For Immediate Release
May 21, 2008
|
Washington D.C.
FBI National Press Office
(202) 324-3691
|
FBI Response to Testimony Before the
House Subcommittee on Crime, Terrorism, and Homeland
Security
FBI Assistant Director John Miller issued the following
statement:
“While we appreciate any employee’s views
on the state and direction of the FBI, those assessments
may be very limited in scope. A clearer view of the big
picture may be more helpful in drawing conclusions. Over
the nearly seven years since the attacks of September 11,
2001, the FBI has made great and steady strides to build
a domestically focused national security organization with
the added value and responsibility of law enforcement powers.
In that time, the FBI’s priorities were dramatically
shifted to make prevention of another terrorist attack
our top priority. This shift in emphasis, as well as resources,
has proven successful to date in that we have now gone
several years without a successful terrorist attack by
al-Qaeda or its affiliates on U.S. soil. During those years,
by combining our intelligence-gathering capabilities with
our law enforcement experience and authority, as well as
our state and local partners, we have disrupted several
terrorist plots across the country. Working with our intelligence
community partners we have helped to disrupt more plots
across the world.
“As
the men and women of the FBI have accomplished these
goals, the threat picture as well as the capability of
our adversaries has constantly shifted. We have had to
continually develop and shift our strategies to meet
those changes. We do not expect that to change. It is
cynical to write off the work of so many dedicated FBI
employees or the accomplishments of the Bureau by suggesting
that these efforts are failing, especially when they
are not. We have worked hard to staff positions at FBI
Headquarters while at the same time being careful not
to do so at the expense of the field offices.
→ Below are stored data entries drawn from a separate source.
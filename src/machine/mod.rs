//! The machine model shared between the session and anything observing it.
//!
//! `Machine` holds the authoritative status snapshot: the session state, the
//! most recent operator-facing message, and a map of controller-reported
//! fields merged from sparse status reports. Every change is fanned out on a
//! broadcast channel so consoles and supervisors can watch without polling.

use std::collections::HashMap;
use std::fmt;
use std::sync::Arc;
use std::sync::atomic::{AtomicBool, Ordering};

use chrono::{DateTime, Utc};
use serde::{Deserialize, Serialize};
use tokio::sync::{RwLock, broadcast};

use crate::driver::StatusReport;

const STATUS_CHANNEL_CAPACITY: usize = 64;

/// Fields every status snapshot starts out with, before the controller has
/// reported anything.
const BASE_FIELDS: [(&str, f64); 10] = [
    ("posx", 0.0),
    ("posy", 0.0),
    ("posz", 0.0),
    ("posa", 0.0),
    ("posb", 0.0),
    ("posc", 0.0),
    ("vel", 0.0),
    ("feed", 0.0),
    ("line", 0.0),
    ("unit", 1.0),
];

/// What the manual session is currently doing with the tool.
#[derive(Debug, Clone, Copy, PartialEq, Eq, Default, Serialize, Deserialize)]
#[serde(rename_all = "lowercase")]
pub enum SessionState {
    #[default]
    Idle,
    Manual,
    Stopped,
}

impl fmt::Display for SessionState {
    fn fmt(&self, f: &mut fmt::Formatter<'_>) -> fmt::Result {
        match self {
            SessionState::Idle => write!(f, "idle"),
            SessionState::Manual => write!(f, "manual"),
            SessionState::Stopped => write!(f, "stopped"),
        }
    }
}

#[derive(Debug, Clone, Serialize)]
pub struct MachineStatus {
    pub state: SessionState,
    /// Most recent operator-facing message, if any.
    pub error: Option<String>,
    /// Set once a fatal controller fault has been seen. A dead machine needs
    /// a restart; session state no longer changes.
    pub dead: bool,
    pub fields: HashMap<String, serde_json::Value>,
    pub updated: DateTime<Utc>,
}

impl MachineStatus {
    fn initial() -> Self {
        let mut fields = HashMap::new();
        for (key, value) in BASE_FIELDS {
            fields.insert(key.to_string(), serde_json::json!(value));
        }
        fields.insert("stat".to_string(), serde_json::json!(0));
        MachineStatus {
            state: SessionState::Idle,
            error: None,
            dead: false,
            fields,
            updated: Utc::now(),
        }
    }
}

pub struct Machine {
    name: String,
    status: RwLock<MachineStatus>,
    dead: AtomicBool,
    status_tx: broadcast::Sender<MachineStatus>,
}

impl Machine {
    pub fn new(name: &str) -> Arc<Self> {
        let (status_tx, _) = broadcast::channel(STATUS_CHANNEL_CAPACITY);
        Arc::new(Machine {
            name: name.to_string(),
            status: RwLock::new(MachineStatus::initial()),
            dead: AtomicBool::new(false),
            status_tx,
        })
    }

    pub fn name(&self) -> &str {
        &self.name
    }

    pub fn subscribe(&self) -> broadcast::Receiver<MachineStatus> {
        self.status_tx.subscribe()
    }

    pub async fn status(&self) -> MachineStatus {
        self.status.read().await.clone()
    }

    pub async fn state(&self) -> SessionState {
        self.status.read().await.state
    }

    pub fn is_dead(&self) -> bool {
        self.dead.load(Ordering::SeqCst)
    }

    /// Record a session state change. Ignored once the machine is dead.
    pub async fn set_state(&self, state: SessionState, error: Option<String>) {
        if self.is_dead() {
            tracing::debug!("{}: ignoring state change to {state}, machine is dead", self.name);
            return;
        }
        let snapshot = {
            let mut status = self.status.write().await;
            status.state = state;
            status.error = error;
            status.updated = Utc::now();
            status.clone()
        };
        tracing::debug!("{}: state -> {state}", self.name);
        let _ = self.status_tx.send(snapshot);
    }

    /// Fold a sparse controller report into the snapshot. Only fields present
    /// in the report are touched.
    pub async fn merge_report(&self, report: &StatusReport) {
        let snapshot = {
            let mut status = self.status.write().await;
            if let Some(stat) = report.stat {
                status.fields.insert("stat".to_string(), serde_json::json!(stat));
            }
            for (key, value) in &report.fields {
                status.fields.insert(key.clone(), value.clone());
            }
            status.updated = Utc::now();
            status.clone()
        };
        let _ = self.status_tx.send(snapshot);
    }

    /// Mark the machine as unrecoverable. The first call wins; repeats are
    /// logged and dropped.
    pub async fn die(&self, reason: &str) {
        if self.dead.swap(true, Ordering::SeqCst) {
            tracing::debug!("{}: already dead ({reason})", self.name);
            return;
        }
        tracing::error!("{}: {reason}", self.name);
        let snapshot = {
            let mut status = self.status.write().await;
            status.dead = true;
            status.error = Some(reason.to_string());
            status.updated = Utc::now();
            status.clone()
        };
        let _ = self.status_tx.send(snapshot);
    }
}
We have
worked diligently through our community outreach and
recruitment efforts to attract and hire more Arabic speaking
agents as well those with other critical language and
cultural backgrounds. In doing so, we face the challenges
of competition for these qualities from the rest of the
intelligence community and the private sector.
“Since
9/11, but particularly over the past year, the FBI has
been addressing staffing concerns, career path issues
and how we can better leverage a strategic, intelligence-based
view, across all of our investigative programs. We are
doing this through the work of over one hundred FBI employees,
more than half from the field offices, to bring together
the most informed thinking and best practices. We are standardizing
these best practices across the field, region by region,
over the next several months. One of the key initiatives
relates to establishing career paths for FBI employees.
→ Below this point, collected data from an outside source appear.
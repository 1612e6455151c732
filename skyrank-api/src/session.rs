use skyrank_core::{CoreError, SearchCriteria, SearchRequest};
use tokio::sync::mpsc;
use tracing::{debug, error, info, warn};
use uuid::Uuid;

use crate::error::GatewayError;
use crate::events::{
    ClientEvent, ConnectionAck, ErrorPayload, FlightDetails, FlightDetailsRequest, SearchComplete,
    SearchPhase, SearchStatus, ServerEvent,
};
use crate::state::AppState;

pub type EventSender = mpsc::UnboundedSender<ServerEvent>;

/// One client connection. Cheap to clone; every client event is handled on
/// its own clone.
#[derive(Clone)]
pub struct Session {
    id: Uuid,
    state: AppState,
    tx: EventSender,
}

impl Session {
    /// Open a session and acknowledge the connection.
    pub fn connect(state: AppState, tx: EventSender) -> Self {
        let session = Self {
            id: Uuid::new_v4(),
            state,
            tx,
        };
        info!(session_id = %session.id, "client connected");
        session.emit_or_log(ServerEvent::ConnectionAck(ConnectionAck {
            message: "Connected to the SkyRank server".to_string(),
            session_id: session.id.to_string(),
        }));
        session
    }

    pub fn id(&self) -> Uuid {
        self.id
    }

    /// Decode and dispatch one text frame.
    pub async fn handle_text(&self, text: &str) {
        match serde_json::from_str::<ClientEvent>(text) {
            Ok(event) => self.handle_event(event).await,
            Err(e) => {
                warn!(session_id = %self.id, error = %e, "invalid client event");
                self.emit_or_log(ServerEvent::SearchError(ErrorPayload::new(
                    "Invalid event",
                    Some(e.to_string()),
                )));
            }
        }
    }

    pub async fn handle_event(&self, event: ClientEvent) {
        match event {
            ClientEvent::Search(request) => self.search(request).await,
            ClientEvent::GetFlightDetails(request) => self.flight_details(request),
        }
    }

    async fn search(&self, request: SearchRequest) {
        let criteria = match request.validate() {
            Ok(criteria) => criteria,
            Err(e) => {
                let message = match e {
                    CoreError::ValidationError(msg) => msg,
                    other => other.to_string(),
                };
                debug!(session_id = %self.id, %message, "search rejected");
                self.emit_or_log(ServerEvent::SearchError(ErrorPayload::new(
                    "Missing parameters",
                    Some(message),
                )));
                return;
            }
        };

        info!(
            session_id = %self.id,
            origin = %criteria.origin,
            destination = %criteria.destination,
            date = %criteria.date,
            airline = ?criteria.airline,
            "search received"
        );

        // Run in a separate task so a panic surfaces as a JoinError
        let session = self.clone();
        let outcome = match tokio::spawn(async move { session.run_search(criteria).await }).await {
            Ok(result) => result,
            Err(e) => Err(GatewayError::from(e)),
        };

        match outcome {
            Ok(()) => info!(session_id = %self.id, "search completed"),
            Err(GatewayError::ChannelClosed) => {
                debug!(session_id = %self.id, "client left before the search completed")
            }
            Err(e) => {
                error!(session_id = %self.id, error = %e, "search failed");
                self.emit_or_log(ServerEvent::SearchError(ErrorPayload::new(
                    "Server error",
                    Some(e.to_string()),
                )));
            }
        }
    }

    async fn run_search(&self, criteria: SearchCriteria) -> Result<(), GatewayError> {
        self.emit(status(
            SearchPhase::Searching,
            format!(
                "Searching flights from {} to {}...",
                criteria.origin, criteria.destination
            ),
        ))?;

        self.state.delay.pause(SearchPhase::Searching).await;
        let offers = self.state.generator.generate(&criteria);

        self.emit(status(
            SearchPhase::Analyzing,
            format!("{} flights found. Analyzing with AI...", offers.len()),
        ))?;

        self.state.delay.pause(SearchPhase::Analyzing).await;
        let result = self.state.ranker.recommend(&offers, &criteria).await;

        self.emit(ServerEvent::SearchComplete(SearchComplete {
            status: SearchPhase::Completed,
            data: result,
            search_params: criteria,
        }))
    }

    /// Details are not looked up; the id is echoed back as bookable.
    fn flight_details(&self, request: FlightDetailsRequest) {
        let flight_id = request
            .flight_id
            .map(|id| id.trim().to_string())
            .filter(|id| !id.is_empty());

        let event = match flight_id {
            Some(flight_id) => ServerEvent::FlightDetailsResponse(FlightDetails {
                flight_id,
                message: "Flight details available".to_string(),
                booking_ready: true,
            }),
            None => ServerEvent::FlightDetailsError(ErrorPayload::new("Missing flight id", None)),
        };
        self.emit_or_log(event);
    }

    fn emit(&self, event: ServerEvent) -> Result<(), GatewayError> {
        debug!(session_id = %self.id, event = event.name(), "emit");
        self.tx.send(event).map_err(|_| GatewayError::ChannelClosed)
    }

    fn emit_or_log(&self, event: ServerEvent) {
        if self.emit(event).is_err() {
            debug!(session_id = %self.id, "dropping event for closed session");
        }
    }
}

fn status(status: SearchPhase, message: String) -> ServerEvent {
    ServerEvent::SearchStatus(SearchStatus { status, message })
}
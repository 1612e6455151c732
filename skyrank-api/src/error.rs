use tokio::task::JoinError;

/// Failures inside a search task. Reported to the client as a generic server
/// error; the connection stays open.
#[derive(Debug, thiserror::Error)]
pub enum GatewayError {
    #[error("client channel closed")]
    ChannelClosed,
    #[error("search task panicked: {0}")]
    Panicked(String),
    #[error("search task was cancelled")]
    Cancelled,
}

impl From<JoinError> for GatewayError {
    fn from(err: JoinError) -> Self {
        if err.is_panic() {
            let payload = err.into_panic();
            let message = payload
                .downcast_ref::<&str>()
                .map(|s| s.to_string())
                .or_else(|| payload.downcast_ref::<String>().cloned())
                .unwrap_or_else(|| "unknown panic".to_string());
            GatewayError::Panicked(message)
        } else {
            GatewayError::Cancelled
        }
    }
}
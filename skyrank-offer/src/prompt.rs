//! Formats a batch of offers into a ranking request for the language model.

use skyrank_core::app_config::RankingConfig;
use skyrank_core::SearchCriteria;

use crate::llm::{ChatCompletionRequest, Message};
use crate::models::FlightOffer;

const SYSTEM_PROMPT: &str = "You are a travel expert and flight booking advisor.
Your job is to analyze flight offers and recommend the 5 best options.

Selection criteria:
1. Best value for money
2. Optimal flight duration
3. Number of stops (prefer direct flights)
4. Convenient departure and arrival times (avoid very early or very late flights unless worthwhile)
5. Reputable airline
6. Included services (baggage, meals, WiFi)

Give a concise, useful analysis for each recommendation.";

const RESPONSE_FORMAT: &str = r#"{
  "recommendations": [
    {
      "flight_id": "FL1001",
      "rank": 1,
      "reason": "Short, clear explanation",
      "highlights": ["strength 1", "strength 2"]
    }
  ]
}"#;

pub const NO_PREFERENCE: &str = "No preference";

pub fn build_ranking_request(
    config: &RankingConfig,
    offers: &[FlightOffer],
    criteria: &SearchCriteria,
) -> Result<ChatCompletionRequest, serde_json::Error> {
    let flights_json = serde_json::to_string_pretty(offers)?;

    let user = format!(
        "Search criteria:
- Origin: {origin}
- Destination: {destination}
- Date: {date}
- Preferred airline: {airline}

Available flight offers:
{flights_json}

Recommend the 5 best offers with a brief explanation (2-3 sentences) for each.
Answer with JSON only, in this format:
{RESPONSE_FORMAT}",
        origin = criteria.origin,
        destination = criteria.destination,
        date = criteria.date,
        airline = criteria.preferred_airline().unwrap_or(NO_PREFERENCE),
    );

    Ok(ChatCompletionRequest {
        model: config.model.clone(),
        messages: vec![Message::system(SYSTEM_PROMPT), Message::user(user)],
        temperature: Some(config.temperature),
    })
}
Employees will select career paths in an area of expertise,
such as counterterrorism, counterespionage or criminal
investigation and stay with that discipline over their
career.
“In
the FBI, like any other government agency, resources
will be an issue. We operate within the limits of those
resources, but over the last one hundred years, our greatest
resource has always been our people. They make up the difference
every day, because they are dedicated to the mission of
protecting the American people from threats near and far.”